*** Opening of Task inputs ***
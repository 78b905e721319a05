//! # Flow Store Boundary
//!
//! Flow definitions live outside this crate (a database, a file, a test
//! harness); the engine only needs to fetch one by identifier. The run trigger
//! exposed here reports overall success or failure plus a diagnostic message;
//! no partial-progress payload.

use super::engine::LinearFlow;
use super::model::FlowDefinition;
use async_trait::async_trait;
use std::collections::HashMap;

#[derive(Debug, thiserror::Error)]
pub enum FlowStoreError {
    #[error("Flow '{0}' not found")]
    NotFound(String),
}

/// Read access to persisted flow definitions.
#[async_trait]
pub trait FlowStore: Send + Sync {
    async fn get(&self, id: &str) -> Result<FlowDefinition, FlowStoreError>;
}

/// The in-process implementation of the store boundary.
#[derive(Debug, Default)]
pub struct InMemoryFlowStore {
    flows: HashMap<String, FlowDefinition>,
}

impl InMemoryFlowStore {
    pub fn new() -> Self {
        Self::default()
    }

    /// Registers `flow` under its own identifier, replacing any previous
    /// definition with the same one.
    pub fn insert(&mut self, flow: FlowDefinition) {
        self.flows.insert(flow.id.clone(), flow);
    }
}

#[async_trait]
impl FlowStore for InMemoryFlowStore {
    async fn get(&self, id: &str) -> Result<FlowDefinition, FlowStoreError> {
        self.flows
            .get(id)
            .cloned()
            .ok_or_else(|| FlowStoreError::NotFound(id.to_string()))
    }
}

/// The result of one flow run: overall success plus, on failure, the failing
/// step's diagnostic message.
#[derive(Debug, Clone)]
pub struct FlowOutcome {
    pub success: bool,
    pub message: Option<String>,
}

/// Executes the flow registered under `id` with a fresh [`LinearFlow`].
///
/// Every failure (unknown flow, executor error, failed assertion) is folded
/// into an unsuccessful outcome carrying the diagnostic.
pub async fn execute_by_id(store: &dyn FlowStore, id: &str) -> FlowOutcome {
    let flow = match store.get(id).await {
        Ok(flow) => flow,
        Err(err) => {
            return FlowOutcome {
                success: false,
                message: Some(err.to_string()),
            };
        }
    };

    let mut engine = LinearFlow::new();
    match engine.run(&flow).await {
        Ok(()) => FlowOutcome {
            success: true,
            message: None,
        },
        Err(err) => FlowOutcome {
            success: false,
            message: Some(err.to_string()),
        },
    }
}

#[cfg(test)]
mod tests {
    use super::*;

    #[tokio::test]
    async fn unknown_flow_reports_failure() {
        let store = InMemoryFlowStore::new();
        let outcome = execute_by_id(&store, "ghost").await;

        assert!(!outcome.success);
        assert!(outcome.message.unwrap().contains("ghost"));
    }

    #[tokio::test]
    async fn empty_flow_completes() {
        let mut store = InMemoryFlowStore::new();
        store.insert(FlowDefinition {
            id: "empty".to_string(),
            name: String::new(),
            steps: Vec::new(),
        });

        let outcome = execute_by_id(&store, "empty").await;
        assert!(outcome.success);
        assert!(outcome.message.is_none());
    }
}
*** Close of Task inputs ***
Exercise aim:
Where the string "Debug" shows up in the listing above, copy the line that holds it.

Result of this task:
#[derive(Debug, thiserror::Error)]
#[derive(Debug, Default)]
#[derive(Debug, Clone)]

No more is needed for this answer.